SAC targets this regime.

The tradeoff:

SAC enabled
  -> lower activation memory
  -> longer trainable context
  -> some throughput cost from recomputation

SAC disabled
  -> faster when memory fits
  -> may OOM at longer contexts

This is a deployment decision, not a checkbox.

Use SAC when it enables the context length you need or substantially reduces memory pressure.


7. Composition with ZeRO

AutoSP composes with ZeRO 0/1 according to the PyTorch post.

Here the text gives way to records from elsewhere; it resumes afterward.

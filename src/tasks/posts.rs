//! Post front matter validation and normalization
//!
//! Every post is backed up, normalized to the canonical header, given a
//! well-formed date, renamed to `YYYY-MM-DD-<name>.md`, and rewritten only if
//! its text actually changes.

use crate::config::SiteConfig;
use crate::core::{derive_date, derive_filename, format_post, Document};
use crate::error::{Result, TidyError};
use crate::io::{
    backup_markdown_files, display_name, load_documents, modified_time, require_directory,
    write_if_changed, WriteOptions,
};
use log::{debug, info, warn};
use std::fs;
use std::path::Path;

/// Options for [`fix_posts`]
#[derive(Debug, Clone, Default)]
pub struct PostsOptions {
    pub dry_run: bool,
    pub quiet: bool,
    pub verbose: bool,
    /// Only touch posts whose title or body mentions this keyword
    pub search: Option<String>,
}

/// Counts gathered by a [`fix_posts`] run
#[derive(Debug, Clone, Default, PartialEq, Eq)]
pub struct PostsReport {
    /// Markdown files found in the posts directory
    pub scanned: usize,
    /// Files skipped for unreadable, missing, or empty front matter
    pub skipped: usize,
    /// Posts left alone because they did not match the search keyword
    pub filtered: usize,
    pub renamed: usize,
    pub rewritten: usize,
}

#[derive(Debug, Default)]
struct PostOutcome {
    renamed: bool,
    rewritten: bool,
}

/// Validate and normalize every post under the configured posts directory
pub fn fix_posts(config: &SiteConfig, options: &PostsOptions) -> Result<PostsReport> {
    let posts_dir = config.posts_path();
    require_directory(&posts_dir)?;

    if !options.dry_run {
        let copied = backup_markdown_files(&posts_dir, &config.posts_backup_path())?;
        debug!("Backed up {} posts", copied.len());
    }

    let batch = load_documents(&posts_dir)?;
    let mut report = PostsReport {
        scanned: batch.documents.len() + batch.skipped.len(),
        skipped: batch.skipped.len(),
        ..Default::default()
    };

    for (path, document) in &batch.documents {
        if document.header().is_empty() {
            debug!("Skipping {}: empty front matter", display_name(path));
            report.skipped += 1;
            continue;
        }
        if let Some(keyword) = &options.search {
            if !document.mentions(keyword) {
                report.filtered += 1;
                continue;
            }
        }

        match fix_post(path, document, options) {
            Ok(outcome) => {
                report.renamed += usize::from(outcome.renamed);
                report.rewritten += usize::from(outcome.rewritten);
            }
            Err(e) if e.is_recoverable() => {
                warn!("Skipping {}: {}", display_name(path), e);
                report.skipped += 1;
            }
            Err(e) => return Err(e),
        }
    }

    info!(
        "Scanned {} posts: {} renamed, {} rewritten, {} skipped",
        report.scanned, report.renamed, report.rewritten, report.skipped
    );
    Ok(report)
}

fn fix_post(path: &Path, document: &Document, options: &PostsOptions) -> Result<PostOutcome> {
    let mut header = document.post_header();
    let date = derive_date(&header, modified_time(path)?);
    if date.is_fallback() {
        info!(
            "{} has no usable date, using its modification time ({})",
            display_name(path),
            date
        );
        header.date = date.to_string();
    }

    let original_name = display_name(path);
    let new_name = derive_filename(&date, &original_name);
    let mut outcome = PostOutcome::default();
    let mut target = path.to_path_buf();

    if new_name != original_name {
        let new_path = path.with_file_name(&new_name);
        if options.dry_run {
            if !options.quiet {
                println!("[dry-run] would rename: {} -> {}", original_name, new_name);
            }
        } else {
            if new_path.exists() {
                return Err(TidyError::filename_conflict(path, new_path));
            }
            fs::rename(path, &new_path)?;
            target = new_path;
            if !options.quiet {
                println!("[rename] {} -> {}", original_name, new_name);
            }
        }
        outcome.renamed = true;
    }

    let content = format_post(&header, document.body());
    let write_options = WriteOptions {
        dry_run: options.dry_run,
        quiet: options.quiet,
        caller_handles_message: true,
    };
    let result = write_if_changed(&target, &content, &write_options)?;
    outcome.rewritten = result.changed;

    if result.changed {
        if options.dry_run {
            if !options.quiet {
                println!("[✓] Would fix: {}", new_name);
            }
        } else if options.verbose {
            println!("[✓] Fixed: {}", new_name);
        }
    }

    Ok(outcome)
}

That is important because sequence parallelism and ZeRO solve different memory problems.

ZeRO/FSDP:
  shard optimizer state, gradients, and parameters

Sequence parallelism:
  shard the token/activation dimension

For long-context training, you often need both:

large model
  -> shard parameters and optimizer state

long sequence
  -> shard sequence activations

A practical design could look like:

data parallel group
  -> improves global batch throughput

ZeRO group
  -> reduces optimizer/parameter memory

sequence parallel group
  -> increases maximum context length

The challenge is making those parallel dimensions compose without breaking correctness or performance.

AutoSP's value is that it handles that composition for its supported cases rather than requiring every user to implement it manually.


8. Compiler pass requirements

AutoSP needs to see the model graph.

The blog calls out two key limitations.

First, the transformer must be compiled as one compilable artifact.

If a project compiles many small functions separately and stitches them together, AutoSP cannot globally analyze and propagate sequence-sharding information through the whole model.

Second, graph breaks are disallowed inside the compilable artifact.

Graph breaks complicate:

  • tensor sharding propagation
  • layout reasoning
  • communication insertion
  • backward-pass correctness
  • activation checkpointing

This is a compiler reality.

If the compiler cannot see the whole computation, it cannot safely transform the whole computation.

For users, the implication is concrete:

AutoSP-friendly code:
  full transformer compiles as one graph
  tensor metadata is visible
  no graph breaks
  inputs are tagged

AutoSP-hostile code:
  Python control flow that breaks graphs
  custom ops without compiler visibility
  fragmented compile regions
  dynamic behavior the pass cannot analyze

This is not just an AutoSP issue.

It is a general rule for compiler-based distributed training.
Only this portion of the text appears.